ASSIGNED TASK:
Report every line below that carries the word "multi".

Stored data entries

====

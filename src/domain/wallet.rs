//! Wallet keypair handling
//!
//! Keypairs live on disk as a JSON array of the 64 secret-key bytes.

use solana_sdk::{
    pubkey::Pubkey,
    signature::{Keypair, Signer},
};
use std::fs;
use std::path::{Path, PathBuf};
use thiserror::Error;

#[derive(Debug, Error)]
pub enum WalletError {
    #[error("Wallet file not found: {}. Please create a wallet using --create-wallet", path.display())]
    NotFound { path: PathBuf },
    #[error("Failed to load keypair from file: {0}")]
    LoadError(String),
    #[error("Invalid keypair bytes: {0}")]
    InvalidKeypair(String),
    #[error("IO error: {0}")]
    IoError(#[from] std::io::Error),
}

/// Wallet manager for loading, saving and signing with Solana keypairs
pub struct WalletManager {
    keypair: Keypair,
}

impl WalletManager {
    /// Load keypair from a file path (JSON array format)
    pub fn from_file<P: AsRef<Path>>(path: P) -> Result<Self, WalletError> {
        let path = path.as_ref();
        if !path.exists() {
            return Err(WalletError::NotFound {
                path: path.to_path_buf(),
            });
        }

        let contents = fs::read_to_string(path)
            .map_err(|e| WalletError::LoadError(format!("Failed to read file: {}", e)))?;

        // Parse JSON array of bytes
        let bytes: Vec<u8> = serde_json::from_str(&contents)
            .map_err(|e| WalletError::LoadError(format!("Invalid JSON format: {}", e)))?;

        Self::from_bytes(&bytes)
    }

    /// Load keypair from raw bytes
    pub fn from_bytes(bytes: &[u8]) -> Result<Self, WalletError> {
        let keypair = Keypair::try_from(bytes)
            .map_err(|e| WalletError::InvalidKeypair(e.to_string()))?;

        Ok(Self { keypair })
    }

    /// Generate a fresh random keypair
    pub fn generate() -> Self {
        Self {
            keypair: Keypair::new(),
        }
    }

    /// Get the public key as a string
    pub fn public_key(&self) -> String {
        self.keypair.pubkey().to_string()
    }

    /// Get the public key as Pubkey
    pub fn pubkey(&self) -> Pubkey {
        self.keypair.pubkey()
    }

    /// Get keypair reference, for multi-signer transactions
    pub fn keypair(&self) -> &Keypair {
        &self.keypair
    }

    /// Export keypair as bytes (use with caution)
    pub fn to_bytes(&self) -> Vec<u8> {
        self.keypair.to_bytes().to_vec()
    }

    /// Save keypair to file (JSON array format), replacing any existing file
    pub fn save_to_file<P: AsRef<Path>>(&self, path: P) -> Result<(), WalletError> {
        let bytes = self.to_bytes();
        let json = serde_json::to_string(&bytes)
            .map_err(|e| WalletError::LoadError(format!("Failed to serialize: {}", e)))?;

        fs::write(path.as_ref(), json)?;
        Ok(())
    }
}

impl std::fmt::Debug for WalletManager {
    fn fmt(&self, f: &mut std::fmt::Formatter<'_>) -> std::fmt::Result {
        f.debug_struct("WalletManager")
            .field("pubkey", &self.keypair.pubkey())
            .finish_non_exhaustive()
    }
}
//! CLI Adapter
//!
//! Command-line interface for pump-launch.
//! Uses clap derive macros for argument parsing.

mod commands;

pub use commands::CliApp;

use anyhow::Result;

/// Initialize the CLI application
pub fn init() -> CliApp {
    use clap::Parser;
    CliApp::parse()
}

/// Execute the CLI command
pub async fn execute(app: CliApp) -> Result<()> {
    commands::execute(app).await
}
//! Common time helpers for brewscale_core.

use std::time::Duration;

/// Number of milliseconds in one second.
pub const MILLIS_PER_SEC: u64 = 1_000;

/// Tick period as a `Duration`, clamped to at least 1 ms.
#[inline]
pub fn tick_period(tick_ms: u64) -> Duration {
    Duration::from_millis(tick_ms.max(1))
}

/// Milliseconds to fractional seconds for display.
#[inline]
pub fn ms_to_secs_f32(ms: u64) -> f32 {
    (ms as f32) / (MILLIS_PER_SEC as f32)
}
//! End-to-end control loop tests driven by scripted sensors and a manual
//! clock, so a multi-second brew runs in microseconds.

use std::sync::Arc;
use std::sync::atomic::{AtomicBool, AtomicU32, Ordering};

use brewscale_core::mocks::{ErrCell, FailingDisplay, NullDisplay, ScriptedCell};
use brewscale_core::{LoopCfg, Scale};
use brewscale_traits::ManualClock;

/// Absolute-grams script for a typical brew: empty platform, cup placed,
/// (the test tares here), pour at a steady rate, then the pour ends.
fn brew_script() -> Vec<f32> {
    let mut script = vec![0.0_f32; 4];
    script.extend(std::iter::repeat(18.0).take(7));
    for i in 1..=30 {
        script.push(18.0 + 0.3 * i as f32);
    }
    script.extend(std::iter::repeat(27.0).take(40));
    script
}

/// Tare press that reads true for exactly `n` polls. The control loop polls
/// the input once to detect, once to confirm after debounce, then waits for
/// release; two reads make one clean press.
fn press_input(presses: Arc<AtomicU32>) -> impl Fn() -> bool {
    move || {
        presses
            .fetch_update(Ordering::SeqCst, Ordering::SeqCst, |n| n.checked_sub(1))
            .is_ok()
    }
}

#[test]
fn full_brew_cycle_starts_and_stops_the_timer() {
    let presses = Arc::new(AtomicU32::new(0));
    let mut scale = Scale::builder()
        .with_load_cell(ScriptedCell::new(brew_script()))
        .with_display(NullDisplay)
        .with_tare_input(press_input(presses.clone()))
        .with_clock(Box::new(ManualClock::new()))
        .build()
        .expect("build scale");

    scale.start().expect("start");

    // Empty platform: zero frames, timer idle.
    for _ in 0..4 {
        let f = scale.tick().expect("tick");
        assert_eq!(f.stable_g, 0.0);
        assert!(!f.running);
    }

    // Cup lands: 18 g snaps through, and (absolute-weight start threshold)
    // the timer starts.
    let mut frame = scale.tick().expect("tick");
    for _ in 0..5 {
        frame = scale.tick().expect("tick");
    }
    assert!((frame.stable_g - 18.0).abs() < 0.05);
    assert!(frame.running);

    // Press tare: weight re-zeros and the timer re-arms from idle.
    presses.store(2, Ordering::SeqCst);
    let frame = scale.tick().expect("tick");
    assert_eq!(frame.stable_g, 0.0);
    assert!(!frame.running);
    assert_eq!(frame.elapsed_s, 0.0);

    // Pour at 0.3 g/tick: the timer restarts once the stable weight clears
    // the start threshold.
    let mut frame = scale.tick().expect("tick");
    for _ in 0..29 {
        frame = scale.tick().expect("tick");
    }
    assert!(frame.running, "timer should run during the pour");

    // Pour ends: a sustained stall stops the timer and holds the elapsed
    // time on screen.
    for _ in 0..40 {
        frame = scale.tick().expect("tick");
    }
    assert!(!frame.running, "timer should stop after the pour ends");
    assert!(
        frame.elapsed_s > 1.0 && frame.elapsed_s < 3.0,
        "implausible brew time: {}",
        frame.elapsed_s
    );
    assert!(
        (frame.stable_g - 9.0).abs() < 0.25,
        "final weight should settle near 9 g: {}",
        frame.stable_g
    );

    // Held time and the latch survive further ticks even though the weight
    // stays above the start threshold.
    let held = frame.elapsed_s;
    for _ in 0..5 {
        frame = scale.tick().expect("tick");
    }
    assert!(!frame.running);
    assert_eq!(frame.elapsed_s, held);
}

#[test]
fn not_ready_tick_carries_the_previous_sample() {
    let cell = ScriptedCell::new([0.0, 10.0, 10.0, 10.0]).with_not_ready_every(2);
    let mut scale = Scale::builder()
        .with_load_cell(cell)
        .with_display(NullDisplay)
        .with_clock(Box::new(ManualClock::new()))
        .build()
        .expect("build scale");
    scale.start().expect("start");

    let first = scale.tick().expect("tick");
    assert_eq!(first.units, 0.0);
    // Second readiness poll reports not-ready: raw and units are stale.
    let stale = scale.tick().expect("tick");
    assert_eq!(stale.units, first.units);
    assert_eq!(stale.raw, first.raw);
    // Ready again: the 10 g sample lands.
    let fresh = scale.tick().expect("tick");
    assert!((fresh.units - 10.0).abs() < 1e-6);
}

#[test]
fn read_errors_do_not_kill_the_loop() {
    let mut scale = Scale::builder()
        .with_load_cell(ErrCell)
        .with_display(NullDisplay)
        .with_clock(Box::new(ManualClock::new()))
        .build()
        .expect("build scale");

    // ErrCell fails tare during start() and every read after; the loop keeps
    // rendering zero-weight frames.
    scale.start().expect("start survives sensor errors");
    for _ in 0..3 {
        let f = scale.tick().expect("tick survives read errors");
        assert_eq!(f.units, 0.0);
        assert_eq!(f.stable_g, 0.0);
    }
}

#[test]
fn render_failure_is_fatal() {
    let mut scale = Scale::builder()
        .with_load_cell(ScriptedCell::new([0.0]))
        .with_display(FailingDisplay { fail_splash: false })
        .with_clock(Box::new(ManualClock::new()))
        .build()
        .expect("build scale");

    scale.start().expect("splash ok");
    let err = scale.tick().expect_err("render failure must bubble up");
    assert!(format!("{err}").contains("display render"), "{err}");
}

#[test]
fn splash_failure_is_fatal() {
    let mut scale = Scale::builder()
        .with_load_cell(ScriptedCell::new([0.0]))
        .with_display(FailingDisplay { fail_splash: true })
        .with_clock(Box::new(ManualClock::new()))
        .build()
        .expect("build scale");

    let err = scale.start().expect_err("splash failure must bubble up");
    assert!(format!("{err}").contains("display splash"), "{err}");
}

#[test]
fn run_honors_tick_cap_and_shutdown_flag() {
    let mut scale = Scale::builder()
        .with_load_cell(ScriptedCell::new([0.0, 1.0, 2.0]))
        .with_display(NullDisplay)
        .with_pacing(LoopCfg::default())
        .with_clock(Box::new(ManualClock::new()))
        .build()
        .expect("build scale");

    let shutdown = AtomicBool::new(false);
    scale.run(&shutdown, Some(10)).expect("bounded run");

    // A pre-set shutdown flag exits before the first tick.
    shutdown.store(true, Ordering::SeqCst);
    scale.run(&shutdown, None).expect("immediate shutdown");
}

====

SOLUTION TO THIS PROBLEM:
    /// Get keypair reference, for multi-signer transactions
//! clock, so a multi-second brew runs in microseconds.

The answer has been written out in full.